• Directions
From the line with "parse_naive_date(cell.trim())" to the line with "let trimmed = cell.trim().trim_matches(|c|", retype every line exactly, including those two, and leave out the rest of the data below.

• Source data
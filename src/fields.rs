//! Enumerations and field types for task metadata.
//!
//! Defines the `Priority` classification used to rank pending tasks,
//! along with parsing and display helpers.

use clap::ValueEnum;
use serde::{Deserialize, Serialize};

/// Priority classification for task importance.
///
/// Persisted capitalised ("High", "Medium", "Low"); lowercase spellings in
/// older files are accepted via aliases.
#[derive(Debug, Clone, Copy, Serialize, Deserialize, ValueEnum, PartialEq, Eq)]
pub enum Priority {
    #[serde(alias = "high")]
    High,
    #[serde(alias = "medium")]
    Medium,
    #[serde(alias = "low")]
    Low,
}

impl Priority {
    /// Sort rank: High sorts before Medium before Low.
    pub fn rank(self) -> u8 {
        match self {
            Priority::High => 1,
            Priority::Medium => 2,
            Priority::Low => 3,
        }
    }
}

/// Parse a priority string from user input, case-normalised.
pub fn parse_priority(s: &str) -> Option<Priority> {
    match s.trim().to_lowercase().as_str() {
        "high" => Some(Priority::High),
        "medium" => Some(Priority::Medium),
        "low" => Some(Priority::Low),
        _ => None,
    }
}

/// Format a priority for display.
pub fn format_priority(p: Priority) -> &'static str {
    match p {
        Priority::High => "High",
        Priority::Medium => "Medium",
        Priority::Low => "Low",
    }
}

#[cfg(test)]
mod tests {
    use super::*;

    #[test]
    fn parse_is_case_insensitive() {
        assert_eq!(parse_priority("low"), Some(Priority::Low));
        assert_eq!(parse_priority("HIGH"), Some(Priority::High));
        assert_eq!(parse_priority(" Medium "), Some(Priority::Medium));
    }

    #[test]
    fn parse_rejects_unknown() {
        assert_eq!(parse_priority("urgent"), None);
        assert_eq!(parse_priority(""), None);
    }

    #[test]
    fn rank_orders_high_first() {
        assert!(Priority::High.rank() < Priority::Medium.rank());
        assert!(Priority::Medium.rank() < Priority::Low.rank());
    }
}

---

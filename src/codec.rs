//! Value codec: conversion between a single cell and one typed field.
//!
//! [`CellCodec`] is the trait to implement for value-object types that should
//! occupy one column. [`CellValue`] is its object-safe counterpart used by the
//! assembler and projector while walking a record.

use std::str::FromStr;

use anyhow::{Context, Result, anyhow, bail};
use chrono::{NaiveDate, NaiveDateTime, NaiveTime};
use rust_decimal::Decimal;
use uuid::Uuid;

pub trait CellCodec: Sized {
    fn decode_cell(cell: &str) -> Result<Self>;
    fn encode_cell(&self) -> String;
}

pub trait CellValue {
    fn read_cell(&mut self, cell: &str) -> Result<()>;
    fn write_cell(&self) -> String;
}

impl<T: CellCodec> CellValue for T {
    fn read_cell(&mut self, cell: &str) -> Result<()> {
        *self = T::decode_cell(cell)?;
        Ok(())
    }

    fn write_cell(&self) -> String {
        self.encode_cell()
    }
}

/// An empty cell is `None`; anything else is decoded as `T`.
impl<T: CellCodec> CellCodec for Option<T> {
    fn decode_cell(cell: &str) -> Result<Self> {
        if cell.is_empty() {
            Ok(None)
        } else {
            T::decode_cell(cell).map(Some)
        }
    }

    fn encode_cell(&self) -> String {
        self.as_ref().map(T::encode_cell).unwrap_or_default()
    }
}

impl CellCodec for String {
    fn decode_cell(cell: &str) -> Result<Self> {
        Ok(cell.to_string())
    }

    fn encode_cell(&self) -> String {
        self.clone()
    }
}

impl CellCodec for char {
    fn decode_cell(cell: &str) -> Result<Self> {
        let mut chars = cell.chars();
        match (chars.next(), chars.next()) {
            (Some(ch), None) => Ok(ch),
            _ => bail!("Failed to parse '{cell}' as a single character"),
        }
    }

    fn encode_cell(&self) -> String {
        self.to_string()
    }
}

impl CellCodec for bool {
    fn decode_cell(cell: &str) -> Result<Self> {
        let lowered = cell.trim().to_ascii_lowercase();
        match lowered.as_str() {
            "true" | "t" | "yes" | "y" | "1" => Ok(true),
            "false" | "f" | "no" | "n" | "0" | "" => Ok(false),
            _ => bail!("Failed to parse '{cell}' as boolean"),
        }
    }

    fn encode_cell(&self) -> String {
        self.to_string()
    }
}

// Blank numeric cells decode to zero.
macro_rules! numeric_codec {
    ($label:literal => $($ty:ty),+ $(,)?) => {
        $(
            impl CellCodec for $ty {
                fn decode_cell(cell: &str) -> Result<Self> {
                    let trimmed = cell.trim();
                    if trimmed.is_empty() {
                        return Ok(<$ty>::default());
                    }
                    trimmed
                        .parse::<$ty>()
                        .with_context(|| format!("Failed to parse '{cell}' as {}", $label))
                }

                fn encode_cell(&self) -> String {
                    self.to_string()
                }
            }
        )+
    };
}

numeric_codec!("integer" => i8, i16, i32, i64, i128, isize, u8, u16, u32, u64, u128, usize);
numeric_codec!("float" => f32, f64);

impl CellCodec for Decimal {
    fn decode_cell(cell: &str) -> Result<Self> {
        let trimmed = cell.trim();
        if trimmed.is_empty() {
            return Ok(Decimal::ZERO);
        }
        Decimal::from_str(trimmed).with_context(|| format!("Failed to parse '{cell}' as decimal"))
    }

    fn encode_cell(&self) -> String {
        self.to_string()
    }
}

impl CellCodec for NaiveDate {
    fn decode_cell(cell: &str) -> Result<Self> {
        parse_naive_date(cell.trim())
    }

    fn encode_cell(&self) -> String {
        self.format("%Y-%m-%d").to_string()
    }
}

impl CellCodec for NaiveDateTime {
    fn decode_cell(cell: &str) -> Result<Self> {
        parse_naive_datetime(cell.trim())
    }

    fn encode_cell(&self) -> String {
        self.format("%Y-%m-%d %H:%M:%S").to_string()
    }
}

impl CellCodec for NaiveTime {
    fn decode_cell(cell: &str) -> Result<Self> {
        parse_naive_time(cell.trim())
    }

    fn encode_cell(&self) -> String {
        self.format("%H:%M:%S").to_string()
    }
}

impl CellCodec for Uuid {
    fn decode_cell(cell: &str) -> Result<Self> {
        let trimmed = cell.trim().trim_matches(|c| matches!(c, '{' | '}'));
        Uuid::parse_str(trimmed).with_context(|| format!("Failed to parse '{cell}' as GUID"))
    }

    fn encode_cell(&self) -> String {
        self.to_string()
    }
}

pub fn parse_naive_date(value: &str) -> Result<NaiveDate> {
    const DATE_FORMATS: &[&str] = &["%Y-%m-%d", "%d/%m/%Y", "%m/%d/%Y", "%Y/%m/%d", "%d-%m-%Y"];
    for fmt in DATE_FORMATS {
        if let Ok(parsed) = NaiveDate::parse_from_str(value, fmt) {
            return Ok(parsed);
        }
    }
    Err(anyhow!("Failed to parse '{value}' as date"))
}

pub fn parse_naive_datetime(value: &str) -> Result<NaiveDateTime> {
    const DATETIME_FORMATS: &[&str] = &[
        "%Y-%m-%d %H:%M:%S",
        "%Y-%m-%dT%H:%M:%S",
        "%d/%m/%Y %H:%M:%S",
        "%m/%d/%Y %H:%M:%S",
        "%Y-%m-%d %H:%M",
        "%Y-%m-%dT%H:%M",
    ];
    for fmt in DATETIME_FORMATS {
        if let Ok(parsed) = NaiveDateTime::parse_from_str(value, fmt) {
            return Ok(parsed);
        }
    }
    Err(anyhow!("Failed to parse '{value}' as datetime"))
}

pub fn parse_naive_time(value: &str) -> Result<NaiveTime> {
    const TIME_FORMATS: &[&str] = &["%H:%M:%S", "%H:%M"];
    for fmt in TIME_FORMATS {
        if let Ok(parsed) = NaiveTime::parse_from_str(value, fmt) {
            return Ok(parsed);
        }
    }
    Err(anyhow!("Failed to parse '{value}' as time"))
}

• Expected answer
        parse_naive_date(cell.trim())
    }

    fn encode_cell(&self) -> String {
        self.format("%Y-%m-%d").to_string()
    }
}

impl CellCodec for NaiveDateTime {
    fn decode_cell(cell: &str) -> Result<Self> {
        parse_naive_datetime(cell.trim())
    }

    fn encode_cell(&self) -> String {
        self.format("%Y-%m-%d %H:%M:%S").to_string()
    }
}

impl CellCodec for NaiveTime {
    fn decode_cell(cell: &str) -> Result<Self> {
        parse_naive_time(cell.trim())
    }

    fn encode_cell(&self) -> String {
        self.format("%H:%M:%S").to_string()
    }
}

impl CellCodec for Uuid {
    fn decode_cell(cell: &str) -> Result<Self> {
        let trimmed = cell.trim().trim_matches(|c| matches!(c, '{' | '}'));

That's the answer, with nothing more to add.